ES Not respecting Data_Warm Role, Hot Indices landing on Warm nodes #12953

jaypfe · 2024-05-07T14:56:55Z

jaypfe
May 7, 2024

Version

2.4.60

Installation Method

Security Onion ISO image

Description

configuration

Installation Type

Distributed

Location

on-prem with Internet access

Hardware Specs

Exceeds minimum requirements

CPU

60

RAM

128

Storage for /

256

Storage for /nsm

256

Network Traffic Collection

other (please provide detail below)

Network Traffic Speeds

Less than 1Gbps

Status

Yes, all services on all nodes are running OK

Salt Status

No, there are no failures

Logs

No, there are no additional clues

Detail

Hello again!

I am looking to change the layout of my grid and take advantage of Elastics Hot/Wam/Cold allocation across different nodes with different hardware specs. Specifically, to have my hot store on SSD with subsequent Warm/Cold on HDD. My overall architecture plan here is two have (2) Hot nodes and (2) warm nodes across different sites with a Replica of each, to ensure I could lose either site and be okay.

Ideally this would mean both the primary index and its replica would be stored on nodes that reflected its current position in the ILM.

I have a little lab environment where I have been testing this and the different ILM policies and how they reflect on the indices. I have noticed ES does not seem to respect the data_Warm role assigned to search nodes, and just seems to load balance the indices as each node were still Data_Hot. New Hot indices will open on Warm nodes, and Warm indices will still sit on Hot nodes.

Possibly this could be related to? #11062

Please see below for all the configs and the behavior I have noticed.

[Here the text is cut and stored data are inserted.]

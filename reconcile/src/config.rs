//! Engine configuration, injected per coordinator

use std::time::Duration;

use serde::{Deserialize, Serialize};

use crate::error::{ReconcileError, Result};

/// Retry, concurrency and failure policy for reconciliation runs
#[derive(Debug, Clone, PartialEq, Eq, Serialize, Deserialize)]
pub struct ReconcileConfig {
    /// Retries after the first failed fetch attempt
    #[serde(default = "default_max_retries")]
    pub max_retries: u32,
    /// First backoff delay; doubles per retry
    #[serde(default = "default_backoff_base_ms")]
    pub backoff_base_ms: u64,
    /// Upper bound for a single backoff delay
    #[serde(default = "default_max_backoff_ms")]
    pub max_backoff_ms: u64,
    /// Timeout for each external fetch call
    #[serde(default = "default_fetch_timeout_ms")]
    pub fetch_timeout_ms: u64,
    /// Store writes in flight at once
    #[serde(default = "default_apply_concurrency")]
    pub apply_concurrency: usize,
    /// Stop dispatching operations after the first failure
    #[serde(default)]
    pub abort_on_first_apply_failure: bool,
    /// Delete local records that vanished upstream
    #[serde(default = "default_allow_deletes")]
    pub allow_deletes: bool,
}

impl Default for ReconcileConfig {
    fn default() -> Self {
        Self {
            max_retries: default_max_retries(),
            backoff_base_ms: default_backoff_base_ms(),
            max_backoff_ms: default_max_backoff_ms(),
            fetch_timeout_ms: default_fetch_timeout_ms(),
            apply_concurrency: default_apply_concurrency(),
            abort_on_first_apply_failure: false,
            allow_deletes: default_allow_deletes(),
        }
    }
}

impl ReconcileConfig {
    pub fn validate(&self) -> Result<()> {
        if self.apply_concurrency == 0 {
            return Err(ReconcileError::InvalidConfig(
                "apply_concurrency must be at least 1".to_string(),
            ));
        }
        if self.fetch_timeout_ms == 0 {
            return Err(ReconcileError::InvalidConfig(
                "fetch_timeout_ms must be greater than 0".to_string(),
            ));
        }
        if self.max_backoff_ms < self.backoff_base_ms {
            return Err(ReconcileError::InvalidConfig(format!(
                "max_backoff_ms ({}) is below backoff_base_ms ({})",
                self.max_backoff_ms, self.backoff_base_ms
            )));
        }
        Ok(())
    }

    pub fn backoff_base(&self) -> Duration {
        Duration::from_millis(self.backoff_base_ms)
    }

    pub fn max_backoff(&self) -> Duration {
        Duration::from_millis(self.max_backoff_ms)
    }

    pub fn fetch_timeout(&self) -> Duration {
        Duration::from_millis(self.fetch_timeout_ms)
    }

    /// Delay before retry number `retry` (1-based), without jitter
    pub fn backoff_for(&self, retry: u32) -> Duration {
        let factor = 1u64.checked_shl(retry.saturating_sub(1)).unwrap_or(u64::MAX);
        let delay = self.backoff_base_ms.saturating_mul(factor);
        Duration::from_millis(delay.min(self.max_backoff_ms))
    }
}

// Default value functions
fn default_max_retries() -> u32 { 3 }
fn default_backoff_base_ms() -> u64 { 500 }
fn default_max_backoff_ms() -> u64 { 30_000 }
fn default_fetch_timeout_ms() -> u64 { 30_000 }
fn default_apply_concurrency() -> usize { 1 }
fn default_allow_deletes() -> bool { true }
//! Per-domain strategies the engine is parameterized over
//!
//! A domain (lawyers, payments, calendar deadlines, ...) tells the engine
//! where the natural key lives, how external fields map onto stored fields
//! and how two field values are compared. The engine itself knows nothing
//! about any particular domain.

use std::collections::BTreeMap;

use serde::{Deserialize, Serialize};
use serde_json::Value;

use crate::error::{ReconcileError, Result};
use crate::record::{ExternalRecord, FieldMap};

/// Capability set for one entity domain
pub trait ReconcileDomain: Send + Sync {
    /// Domain name, also the key for run locks and report labels
    fn name(&self) -> &str;

    /// Raw natural key of an external record, `None` when absent
    fn natural_key<'a>(&self, record: &'a ExternalRecord) -> Option<&'a str>;

    /// External record mapped onto the local field layout
    fn project(&self, record: &ExternalRecord) -> FieldMap;

    /// Whether an external and a local value of `field` are equal
    fn fields_equal(&self, _field: &str, external: &Value, local: &Value) -> bool {
        external == local
    }

    /// Like [`natural_key`](Self::natural_key) but an error when missing
    fn require_key<'a>(&self, record: &'a ExternalRecord) -> Result<&'a str> {
        self.natural_key(record).ok_or_else(|| {
            ReconcileError::invalid_key(format!(
                "external record in domain '{}' has no natural key",
                self.name()
            ))
        })
    }
}

/// Domain described entirely by configuration.
///
/// ```toml
/// name = "lawyers"
/// key_field = "email"
/// case_insensitive_fields = ["email"]
///
/// [fields]
/// email = "email"
/// firm = "law_firm"
/// practiceAreas = "practice_areas"
/// ```
#[derive(Debug, Clone, PartialEq, Serialize, Deserialize)]
pub struct FieldMappingDomain {
    pub name: String,
    /// External field holding the natural key
    pub key_field: String,
    /// External field name to local field name; empty copies every field
    #[serde(default)]
    pub fields: BTreeMap<String, String>,
    /// Local fields whose string values compare case-insensitively
    #[serde(default)]
    pub case_insensitive_fields: Vec<String>,
}

impl FieldMappingDomain {
    /// Domain that copies every external field unchanged
    pub fn passthrough(name: impl Into<String>, key_field: impl Into<String>) -> Self {
        Self {
            name: name.into(),
            key_field: key_field.into(),
            fields: BTreeMap::new(),
            case_insensitive_fields: Vec::new(),
        }
    }

    pub fn map_field(mut self, external: impl Into<String>, local: impl Into<String>) -> Self {
        self.fields.insert(external.into(), local.into());
        self
    }

    pub fn case_insensitive(mut self, local_field: impl Into<String>) -> Self {
        self.case_insensitive_fields.push(local_field.into());
        self
    }
}

impl ReconcileDomain for FieldMappingDomain {
    fn name(&self) -> &str {
        &self.name
    }

    fn natural_key<'a>(&self, record: &'a ExternalRecord) -> Option<&'a str> {
        record.get_str(&self.key_field)
    }

    fn require_key<'a>(&self, record: &'a ExternalRecord) -> Result<&'a str> {
        match record.get(&self.key_field) {
            Some(Value::String(key)) => Ok(key.as_str()),
            Some(other) => Err(ReconcileError::invalid_key(format!(
                "key field '{}' in domain '{}' is not a string: {}",
                self.key_field, self.name, other
            ))),
            None => Err(ReconcileError::invalid_key(format!(
                "external record in domain '{}' has no '{}' field",
                self.name, self.key_field
            ))),
        }
    }

    fn project(&self, record: &ExternalRecord) -> FieldMap {
        if self.fields.is_empty() {
            return record.fields.clone();
        }

        // Fields absent upstream are left out, not nulled
        self.fields
            .iter()
            .filter_map(|(external, local)| {
                record
                    .get(external)
                    .map(|value| (local.clone(), value.clone()))
            })
            .collect()
    }

    fn fields_equal(&self, field: &str, external: &Value, local: &Value) -> bool {
        if self.case_insensitive_fields.iter().any(|f| f == field) {
            if let (Some(a), Some(b)) = (external.as_str(), local.as_str()) {
                return a.trim().to_lowercase() == b.trim().to_lowercase();
            }
        }
        external == local
    }
}

#[cfg(test)]
mod tests {
    use super::*;
    use serde_json::json;

    fn lawyer() -> ExternalRecord {
        ExternalRecord::from_json(json!({
            "id": "lf-lawyer-1",
            "email": "Max.Mustermann@lawfirm.de",
            "firm": "Mustermann & Partner",
            "practiceAreas": ["Mietrecht", "Arbeitsrecht"]
        }))
        .unwrap()
    }

    #[test]
    fn test_passthrough_projects_all_fields() {
        let domain = FieldMappingDomain::passthrough("lawyers", "email");
        let projected = domain.project(&lawyer());
        assert_eq!(projected.len(), 4);
        assert_eq!(domain.natural_key(&lawyer()), Some("Max.Mustermann@lawfirm.de"));
    }

    #[test]
    fn test_mapping_renames_and_drops_unmapped() {
        let domain = FieldMappingDomain::passthrough("lawyers", "email")
            .map_field("email", "email")
            .map_field("firm", "law_firm")
            .map_field("regions", "regions");

        let projected = domain.project(&lawyer());
        assert_eq!(projected.get("law_firm"), Some(&json!("Mustermann & Partner")));
        assert!(!projected.contains_key("firm"));
        assert!(!projected.contains_key("id"));
        // regions is mapped but missing upstream
        assert!(!projected.contains_key("regions"));
    }

    #[test]
    fn test_case_insensitive_fields() {
        let domain = FieldMappingDomain::passthrough("lawyers", "email").case_insensitive("email");
        assert!(domain.fields_equal("email", &json!("A@B.de"), &json!("a@b.de ")));
        assert!(!domain.fields_equal("name", &json!("A"), &json!("a")));
    }

    #[test]
    fn test_require_key_missing() {
        let domain = FieldMappingDomain::passthrough("payments", "reference");
        let err = domain.require_key(&lawyer()).unwrap_err();
        assert!(matches!(err, ReconcileError::InvalidKey { .. }));
    }

    #[test]
    fn test_require_key_reports_non_string_key() {
        let domain = FieldMappingDomain::passthrough("payments", "invoice");
        let payment = ExternalRecord::from_json(json!({"invoice": 1042, "amount": "99.00"})).unwrap();

        let err = domain.require_key(&payment).unwrap_err();
        assert!(matches!(err, ReconcileError::InvalidKey { .. }));
        let message = err.to_string();
        assert!(message.contains("'invoice'"), "{}", message);
        assert!(message.contains("not a string"), "{}", message);
        assert!(message.contains("1042"), "{}", message);
    }

    #[test]
    fn test_deserialize_from_toml_shape() {
        let domain: FieldMappingDomain = serde_json::from_value(json!({
            "name": "deadlines",
            "key_field": "case_number",
            "fields": {"case_number": "case_number", "deadline": "due_at"}
        }))
        .unwrap();
        assert_eq!(domain.fields.len(), 2);
        assert!(domain.case_insensitive_fields.is_empty());
    }
}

Firstly I have set the data_warm role within the SOC as shown:

This change appears to be effective from the result of this query to ES: GET /_cat/nodes?format=json&h=name,ip,role

I then set the ILM config in Kibana NOT in the SOC, just as a test. It seems to be holding the config, and not being overwritten by the Onion Side. I have the Hot rollover at 1 Day with Warm being 1 Day after that and Cold being 2 days.

I have also set the replica option to '1' within the SOC and replicas are generating as designed.

Looking at a particular index that is currently in the Warm stage (.ds-logs-fortinet_fortigate.log-default-2024.05.04-000002) I can see it ILM setting the preferred tier to data_warm, data_hot indicating it would attempt to give the warm nodes priority. But again that does not seem to be the case here.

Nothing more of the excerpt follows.